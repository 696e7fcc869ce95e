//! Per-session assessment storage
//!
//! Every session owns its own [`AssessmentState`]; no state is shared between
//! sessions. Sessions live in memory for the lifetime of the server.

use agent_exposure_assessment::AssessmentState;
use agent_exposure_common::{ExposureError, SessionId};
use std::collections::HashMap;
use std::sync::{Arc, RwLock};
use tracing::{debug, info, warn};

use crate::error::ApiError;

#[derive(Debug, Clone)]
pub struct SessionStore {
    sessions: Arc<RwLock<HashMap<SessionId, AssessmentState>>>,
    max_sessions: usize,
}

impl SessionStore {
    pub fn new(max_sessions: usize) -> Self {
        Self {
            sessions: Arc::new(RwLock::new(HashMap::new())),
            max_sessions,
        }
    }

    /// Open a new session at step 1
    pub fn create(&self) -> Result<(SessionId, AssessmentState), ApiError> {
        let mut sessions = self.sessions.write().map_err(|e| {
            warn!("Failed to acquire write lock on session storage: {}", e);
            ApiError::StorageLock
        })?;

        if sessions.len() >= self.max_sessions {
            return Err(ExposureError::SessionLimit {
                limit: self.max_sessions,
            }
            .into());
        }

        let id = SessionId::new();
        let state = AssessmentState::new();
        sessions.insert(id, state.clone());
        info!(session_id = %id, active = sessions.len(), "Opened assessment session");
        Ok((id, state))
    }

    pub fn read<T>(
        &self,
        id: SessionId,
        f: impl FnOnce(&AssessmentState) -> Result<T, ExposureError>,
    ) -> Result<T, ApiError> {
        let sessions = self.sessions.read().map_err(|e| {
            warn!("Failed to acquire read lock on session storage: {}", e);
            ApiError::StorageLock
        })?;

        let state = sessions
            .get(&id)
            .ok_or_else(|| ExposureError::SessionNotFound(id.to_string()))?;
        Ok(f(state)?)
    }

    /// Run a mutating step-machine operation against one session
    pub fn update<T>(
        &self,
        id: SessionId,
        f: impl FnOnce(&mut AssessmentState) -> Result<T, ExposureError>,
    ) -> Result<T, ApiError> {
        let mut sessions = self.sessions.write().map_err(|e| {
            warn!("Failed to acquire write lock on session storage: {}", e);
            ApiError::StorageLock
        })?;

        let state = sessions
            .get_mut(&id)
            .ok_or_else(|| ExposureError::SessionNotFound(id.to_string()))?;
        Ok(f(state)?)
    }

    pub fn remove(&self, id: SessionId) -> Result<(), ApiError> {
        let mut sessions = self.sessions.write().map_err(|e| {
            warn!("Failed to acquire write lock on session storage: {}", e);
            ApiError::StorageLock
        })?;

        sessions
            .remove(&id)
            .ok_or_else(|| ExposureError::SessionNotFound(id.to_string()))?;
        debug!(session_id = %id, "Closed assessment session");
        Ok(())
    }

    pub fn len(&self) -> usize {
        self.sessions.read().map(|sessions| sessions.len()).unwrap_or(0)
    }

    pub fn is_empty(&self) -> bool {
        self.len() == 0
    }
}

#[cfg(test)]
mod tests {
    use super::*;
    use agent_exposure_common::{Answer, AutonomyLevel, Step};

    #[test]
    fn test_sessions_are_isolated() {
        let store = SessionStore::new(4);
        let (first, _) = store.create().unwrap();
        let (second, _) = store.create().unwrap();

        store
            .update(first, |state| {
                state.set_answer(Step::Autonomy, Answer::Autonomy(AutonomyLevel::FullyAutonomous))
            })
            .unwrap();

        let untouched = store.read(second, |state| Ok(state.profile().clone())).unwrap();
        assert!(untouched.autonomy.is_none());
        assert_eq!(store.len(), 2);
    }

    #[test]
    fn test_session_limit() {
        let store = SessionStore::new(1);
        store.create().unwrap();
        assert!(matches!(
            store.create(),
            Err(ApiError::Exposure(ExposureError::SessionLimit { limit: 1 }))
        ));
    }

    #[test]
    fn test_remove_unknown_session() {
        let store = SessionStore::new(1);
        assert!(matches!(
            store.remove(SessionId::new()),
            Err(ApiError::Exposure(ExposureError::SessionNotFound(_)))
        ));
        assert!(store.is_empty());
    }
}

| Task to carry out |
Verbatim reproduction is required for the line holding "pub fn len(&self)" and for every line after it in the records, with no other line included.

| Solution to this problem |
    pub fn len(&self) -> usize {
        self.sessions.read().map(|sessions| sessions.len()).unwrap_or(0)
    }

    pub fn is_empty(&self) -> bool {
        self.len() == 0
    }
}

#[cfg(test)]
mod tests {
    use super::*;
    use agent_exposure_common::{Answer, AutonomyLevel, Step};

    #[test]
    fn test_sessions_are_isolated() {
        let store = SessionStore::new(4);
        let (first, _) = store.create().unwrap();
        let (second, _) = store.create().unwrap();

        store
            .update(first, |state| {
                state.set_answer(Step::Autonomy, Answer::Autonomy(AutonomyLevel::FullyAutonomous))
            })
            .unwrap();

        let untouched = store.read(second, |state| Ok(state.profile().clone())).unwrap();
        assert!(untouched.autonomy.is_none());
        assert_eq!(store.len(), 2);
    }

    #[test]
    fn test_session_limit() {
        let store = SessionStore::new(1);
        store.create().unwrap();
        assert!(matches!(
            store.create(),
            Err(ApiError::Exposure(ExposureError::SessionLimit { limit: 1 }))
        ));
    }

    #[test]
    fn test_remove_unknown_session() {
        let store = SessionStore::new(1);
        assert!(matches!(
            store.remove(SessionId::new()),
            Err(ApiError::Exposure(ExposureError::SessionNotFound(_)))
        ));
        assert!(store.is_empty());
    }
}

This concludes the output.